The Dallas-born artist (née Olivia Williams) is about to embark on her bravest venture. Her sophomore album, Girl in the Half Pearl, out Feb. 10, marks the beginning of a new era for her, marked by complete freedom. “Thematically, it’s about the rebirth of myself and allowing myself to be who I am,” Liv.e, 25, says. “It kind of deals with what comes with being in love, when you don’t really know what love is.” 

Liv.e’s firsthand experience with love since 2020 — both artistically, in her writing, and in her personal relationships — has dismantled her ideas of the emotion. By her own account, she’s tired of talking about romance. Her critically acclaimed debut album, Couldn’t Wait To Tell You, was rife with lines that felt as if they were ripped from the most tender pages of her diary, musing about brand new crushes and potentially finding the One. Her strength was in the specificity of her feelings, tirelessly mapping out the beautiful mess inside someone’s brain when they’re in love.

Those rosy feelings were fleeting. Her relationship with her boyfriend at the time, who she’d been with for most of her adult life to that point, was unraveling. The stress of the ups and downs of the relationship pushed her to join Bronx rapper MIKE on his2021 tour as a form of escapism. “That shit did not help,” she says. “It was just like, ‘I don’t want to be around you niggas right now.’” 

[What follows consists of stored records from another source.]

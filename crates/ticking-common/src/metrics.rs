//! Per-section timing statistics for profiling reports.
//!
//! Keeps running totals plus a ring buffer of recent samples for
//! percentiles, so memory stays fixed however long a section runs.

use serde::Serialize;
use std::time::Duration;

use crate::time::duration_nanos;

/// Timing statistics for one named section.
#[derive(Debug, Clone)]
pub struct SectionStats {
    /// Ring buffer of recent durations in nanoseconds.
    samples: Box<[u64]>,
    /// Next write position in the ring buffer.
    write_pos: usize,
    /// Number of valid samples (saturates at buffer size).
    sample_count: usize,
    /// Total number of recordings.
    count: u64,
    min_ns: u64,
    max_ns: u64,
    sum_ns: u64,
}

impl SectionStats {
    /// Create statistics retaining up to `histogram_size` recent samples.
    #[must_use]
    pub fn new(histogram_size: usize) -> Self {
        let size = histogram_size.max(1);
        Self {
            samples: vec![0u64; size].into_boxed_slice(),
            write_pos: 0,
            sample_count: 0,
            count: 0,
            min_ns: u64::MAX,
            max_ns: 0,
            sum_ns: 0,
        }
    }

    /// Record one execution of the section.
    pub fn record(&mut self, duration: Duration) {
        let ns = duration_nanos(duration);

        self.samples[self.write_pos] = ns;
        self.write_pos = (self.write_pos + 1) % self.samples.len();
        self.sample_count = self.sample_count.saturating_add(1).min(self.samples.len());

        self.count += 1;
        self.min_ns = self.min_ns.min(ns);
        self.max_ns = self.max_ns.max(ns);
        self.sum_ns = self.sum_ns.saturating_add(ns);
    }

    /// Number of recordings.
    #[must_use]
    pub fn count(&self) -> u64 {
        self.count
    }

    /// Total time spent in the section.
    #[must_use]
    pub fn total(&self) -> Duration {
        Duration::from_nanos(self.sum_ns)
    }

    /// Shortest recording.
    #[must_use]
    pub fn min(&self) -> Option<Duration> {
        (self.count > 0).then(|| Duration::from_nanos(self.min_ns))
    }

    /// Longest recording.
    #[must_use]
    pub fn max(&self) -> Option<Duration> {
        (self.count > 0).then(|| Duration::from_nanos(self.max_ns))
    }

    /// Mean over all recordings.
    #[must_use]
    pub fn mean(&self) -> Option<Duration> {
        (self.count > 0).then(|| Duration::from_nanos(self.sum_ns / self.count))
    }

    /// Percentile over the retained samples.
    ///
    /// Returns `None` without samples or when `percentile` is outside
    /// 0.0..=100.0.
    #[must_use]
    pub fn percentile(&self, percentile: f64) -> Option<Duration> {
        if self.sample_count == 0 || !(0.0..=100.0).contains(&percentile) {
            return None;
        }

        let mut sorted: Vec<u64> = self.samples[..self.sample_count].to_vec();
        sorted.sort_unstable();

        let idx = ((percentile / 100.0) * (sorted.len() - 1) as f64).round() as usize;
        let idx = idx.min(sorted.len() - 1);

        Some(Duration::from_nanos(sorted[idx]))
    }

    /// Serializable view of the statistics.
    #[must_use]
    pub fn snapshot(&self) -> SectionSnapshot {
        SectionSnapshot {
            count: self.count,
            total_ns: self.sum_ns,
            min_ns: self.min().map(duration_nanos),
            max_ns: self.max().map(duration_nanos),
            mean_ns: self.mean().map(duration_nanos),
            p50_ns: self.percentile(50.0).map(duration_nanos),
            p99_ns: self.percentile(99.0).map(duration_nanos),
        }
    }
}

/// Immutable snapshot of a section's statistics.
#[derive(Debug, Clone, Copy, PartialEq, Eq, Serialize)]
pub struct SectionSnapshot {
    /// Number of recordings.
    pub count: u64,
    /// Total time spent in the section, in nanoseconds.
    pub total_ns: u64,
    /// Shortest recording.
    pub min_ns: Option<u64>,
    /// Longest recording.
    pub max_ns: Option<u64>,
    /// Mean over all recordings.
    pub mean_ns: Option<u64>,
    /// Median of the retained samples.
    pub p50_ns: Option<u64>,
    /// 99th percentile of the retained samples.
    pub p99_ns: Option<u64>,
}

Liv.e started to work on Girl in the Half Pearl in October of that year, writing and recording for a year and some change. From her artist residency at London’s Laylow in April 2022 to her eventual breakup later that summer, she found herself feeling alone for long stretches of time, with only music providing solace in moments.  “This is like the first time that I wrote something that I’m kind of still dealing with, versus writing from a perspective of it being in the past,” she says. “[That year] was so shitty. Yes, it was definitely a big balance of things being great in other ways, but bruh, I was going through a lot of stuff.”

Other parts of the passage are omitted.